Fort Lauderdale’s beach basketball faithful just chalked up a win. After months of pushback from players and residents, city officials scrapped a plan to swap the longtime sandside hoops for pickleball, opting instead to keep the court right where it is and give the area a makeover.
The result: the city’s iconic beach court survives, and pickleball still gets a spot nearby. City leaders are now selling it as a middle-ground deal that protects a beloved local hangout while layering in new amenities.
City Reverses Course And Keeps The Court
Commissioner Steven Glassman said the city will leave the basketball court in its current location and upgrade it with new exercise equipment and fresh landscaping, while adding four pickleball courts just south of the existing court on the sand, according to CBS News Miami.
The redesign is part of the roughly $3 billion Bahia Mar redevelopment, and the updated plans still need approvals from the Florida Department of Environmental Protection and the Florida Fish and Wildlife Conservation Commission, CBS News Miami reported.
Commissioner: ‘We Regrouped’
“We regrouped, we heard the folks loud and clear that wanted to retain the basketball where it was,” Glassman told CBS News Miami, calling the new plan a response to the public outcry.
He added that he expects the proposal to return for a final vote at one of the next commission meetings in the coming weeks, setting up one more key moment before anything gets built on the sand.
How The Fight Started
The showdown over the sandside hoops started quietly, with a small sign that read “Coming Soon: Basketball court conversion to pickleball” popping up at the courts.
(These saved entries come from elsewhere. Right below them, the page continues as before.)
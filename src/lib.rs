//! Chatlink - realtime transport client for chat services.
//!
//! This library maintains one logical WebSocket connection per client
//! session, encodes outgoing chat messages into a compact binary wire format
//! (with a JSON debug fallback), decodes incoming frames back into typed
//! messages, and recovers transparently from unexpected disconnects up to a
//! bounded retry budget.
//!
//! # Architecture
//!
//! - The [`RealtimeClient`] owns the socket exclusively; consumers never
//!   touch the transport directly
//! - Lifecycle and message notifications flow through an ordered listener
//!   registry (`connected`, `disconnected`, `message`, `error`)
//! - Binary frames carry a fixed 8-field schema; the field tags are the
//!   compatibility contract with the server
//! - No public method fails synchronously: errors surface as events or logs
//! - A thin REST client ([`ChatApi`]) covers the non-realtime fallback path
//!
//! # Quick Start
//!
//! ```no_run
//! use chatlink::{ChatMessage, ClientConfig, EventKind, RealtimeClient, TransportEvent};
//!
//! #[tokio::main]
//! async fn main() -> chatlink::Result<()> {
//!     let config = ClientConfig::builder()
//!         .endpoint("ws://localhost:8000/ws")
//!         .build()?;
//!     let client = RealtimeClient::new(config);
//!
//!     client.on(EventKind::Message, |event| {
//!         if let TransportEvent::Message(message) = event {
//!             println!("{}: {}", message.from, message.content);
//!         }
//!     });
//!
//!     client.connect("alice").await;
//!     client.send_message(&ChatMessage::text("alice", "bob", "hello"));
//!
//!     Ok(())
//! }
//! ```
//!
//! # Modules
//!
//! | Module | Description |
//! |--------|-------------|
//! | [`api`] | REST fallback client for the chat endpoints |
//! | [`config`] | Client configuration and builder |
//! | [`error`] | Error types and [`Result`] alias |
//! | [`protocol`] | Message type and frame codec |
//! | [`transport`] | Realtime client, events, reconnection |

// ============================================================================
// Modules
// ============================================================================

/// REST fallback client for the chat endpoints.
///
/// Used when the realtime socket is not connected.
pub mod api;

/// Client configuration and builder.
///
/// Use [`ClientConfig::builder()`] to create a configured client.
pub mod config;

/// Error types and result aliases.
///
/// All fallible operations return [`Result<T>`] which uses [`Error`].
pub mod error;

/// Wire protocol message types and frame codec.
///
/// [`ChatMessage`], the binary schema codec and the JSON fallback.
pub mod protocol;

/// Realtime transport layer.
///
/// [`RealtimeClient`], event dispatch and the reconnection policy.
pub mod transport;

// ============================================================================
// Re-exports
// ============================================================================

// API types
pub use api::{ChatApi, GroupRecord, MessageQuery, MessageRecord, NewGroup};

// Configuration types
pub use config::{ClientConfig, ClientConfigBuilder};

// Error types
pub use error::{Error, Result};

// Protocol types
pub use protocol::{BinaryCodec, ChatMessage, ContentKind, FrameCodec, MessageKind};

// Transport types
pub use transport::{ConnectionState, EventKind, ListenerId, RealtimeClient, TransportEvent};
That modest notice quickly set off petitions and protests, according to the South Florida Sun Sentinel.
Under the original interlocal agreement tied to the Bahia Mar deal, the city had agreed to convert the site from basketball to pickleball as part of broader park upgrades funded in part by the development district, the South Florida Sun Sentinel reported.
What Players Say
Local organizers who call themselves the Fort Lauderdale Beach Ballers argued that the courts are more than just a place to shoot around. They describe the spot as a multicultural community hub, a place where tourists, locals and regulars mix on and off the court.
WLRN reported that the group quickly built a social media following and gathered thousands of petition signatures to keep the hoops in place, turning a low-key sign into a local cause.
Next Steps
City officials say the engineering and design work still has to clear state permitting and the final sign-offs that govern construction on the beach, and a commission vote will lock in the revised plan.
If the original timetable in the Bahia Mar redevelopment agreement holds, certain related improvements were supposed to be finished by January 2027, according to reporting by the South Florida Sun Sentinel.
Players are calling the latest move a partial victory, saying they will keep an eye on City Hall to make sure the promised upgrades arrive as planned. City staff and the Bahia Mar developer now have to hammer out design details before the next commission meeting, while the beach ballers watch from just beyond the baseline.